Excellent advice! The last sentence is key. “…he can learn to express what exactly is bothering him.” Something is causing the escalation, and it sounds like it might not have anything to do with trashy friends. Talk to him!

04.11.11#2

Comment by Kati.

To be fair, every time my husband has hated a friend (or relative) of mine, it’s been because he sees something I don’t see (or have chosen to ignore). Usually it’s that they don’t treat me right, they’re using me or disrespecting me, or he’s afraid they’re going to hurt me. In other words, he’s not being judgmental, he’s being protective. Only once has he disliked someone simply because they were annoying…and he was right about that one, too.

I’m not saying that’s the situation here, but I think it’s worth looking into.

04.11.11#3

Comment by Rojopaul.

I wonder if this is man speak for “You married me, why do you have to go out with your friends every month?” Could he just be feeling like he’s not a priority?

Marinka, TMH Reply:

But can’t the marriage be a priority and each party still spend time with friends?

04.11.11#4

Comment by Liz @ PeaceLoveGuac.

Great advice. Thanks for sticking up for trashy women everywhere!

04.11.11#5

Comment by Poker Chick.

Sounds like he may be upset at something with you guys – just by the fact that it bothers him more than he used to.
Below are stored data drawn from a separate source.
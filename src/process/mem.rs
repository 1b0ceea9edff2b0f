//! The page-fault path: the only kernel entry point that resolves a user
//! fault into something other than a fatal halt.

use crate::arch::x86::idt::{PF_PRESENT, PF_WRITE};
use crate::process::scheduler;

/// Handles a page fault at `addr` with the CPU's raw error code. Returns
/// `true` if the fault was a copy-on-write write that has now been resolved
/// and the faulting instruction can simply retry; `false` for every other
/// cause, which the caller treats as fatal.
pub fn handle_page_fault(addr: u32, err_code: u32) -> bool {
	if err_code & (PF_PRESENT | PF_WRITE) != (PF_PRESENT | PF_WRITE) {
		return false;
	}
	scheduler::with_current_space(|space| space.resolve_cow(addr)).unwrap_or(false)
}
//! The 8253/8254 Programmable Interval Timer, programmed to fire IRQ0 at the
//! scheduler's 100 Hz tick rate.

use super::outb;

/// The PIT's oscillator frequency, in Hz.
const PIT_FREQUENCY: u32 = 1_193_182;
/// The scheduler's tick rate.
pub const TICK_HZ: u32 = 100;

const CHANNEL0_DATA: u16 = 0x40;
const COMMAND: u16 = 0x43;

/// Programs channel 0 in mode 3 (square wave) to fire at [`TICK_HZ`].
pub fn init() {
	let divisor = PIT_FREQUENCY / TICK_HZ;
	unsafe {
		outb(COMMAND, 0x36);
		outb(CHANNEL0_DATA, (divisor & 0xFF) as u8);
		outb(CHANNEL0_DATA, ((divisor >> 8) & 0xFF) as u8);
	}
}
//! PS/2 keyboard scancode handling.
//!
//! This is an external collaborator in the kernel's design: the core only
//! needs a bounded ring of decoded characters for [`crate::device::tty`]'s
//! `readline` to drain. Scancode-to-ASCII translation is deliberately
//! minimal (US QWERTY, no dead keys) since richer keymaps are out of scope.

use crate::sync::spin::IntMutex;

const RING_SIZE: usize = 256;

struct Ring {
	buf: [u8; RING_SIZE],
	head: usize,
	tail: usize,
}

impl Ring {
	const fn new() -> Self {
		Self {
			buf: [0; RING_SIZE],
			head: 0,
			tail: 0,
		}
	}

	fn push(&mut self, c: u8) {
		let next = (self.tail + 1) % RING_SIZE;
		if next == self.head {
			return; // ring full: drop the keystroke
		}
		self.buf[self.tail] = c;
		self.tail = next;
	}

	fn pop(&mut self) -> Option<u8> {
		if self.head == self.tail {
			return None;
		}
		let c = self.buf[self.head];
		self.head = (self.head + 1) % RING_SIZE;
		Some(c)
	}
}

static RING: IntMutex<Ring> = IntMutex::new(Ring::new());

/// Lower-case set 1 scancode -> ASCII table, covering the alphanumeric rows.
/// Scancodes with bit 7 set are key-up events and are ignored.
const SET1_LOWER: [u8; 59] = [
	0, 27, b'1', b'2', b'3', b'4', b'5', b'6', b'7', b'8', b'9', b'0', b'-', b'=', 8, b'\t', b'q',
	b'w', b'e', b'r', b't', b'y', b'u', b'i', b'o', b'p', b'[', b']', b'\n', 0, b'a', b's', b'd',
	b'f', b'g', b'h', b'j', b'k', b'l', b';', b'\'', b'`', 0, b'\\', b'z', b'x', b'c', b'v', b'b',
	b'n', b'm', b',', b'.', b'/', 0, b'*', 0, b' ',
];

/// Called from the IRQ1 handler with the raw byte read from port `0x60`.
pub fn handle_scancode(scancode: u8) {
	if scancode & 0x80 != 0 {
		return; // key release
	}
	if let Some(&c) = SET1_LOWER.get(scancode as usize) {
		if c != 0 {
			RING.lock().push(c);
		}
	}
}

/// Pops one decoded character, if any are buffered.
pub fn read_char() -> Option<u8> {
	RING.lock().pop()
}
Think you have two options: talk about what’s really bothering him, or pick a friend of his and REALLY start dissing them. Tough choice.

04.12.11#6

Comment by Desperate Dietwives.

Why exactly does he think she’s a bad influence on you? Did he mention any specific behaviour of yours, that he thinks was inspired by her? Because this might not be about your friend at all, but about something he doesn’t like in you, and he blames your friend for it.
Just talk to him and go to the bottom of this.

Good luck! 🙂

06.06.11#7

Comment by Emily.

my first thought was: did she make a pass at him?

I can’t help but wonder if there’s something he’s not telling you.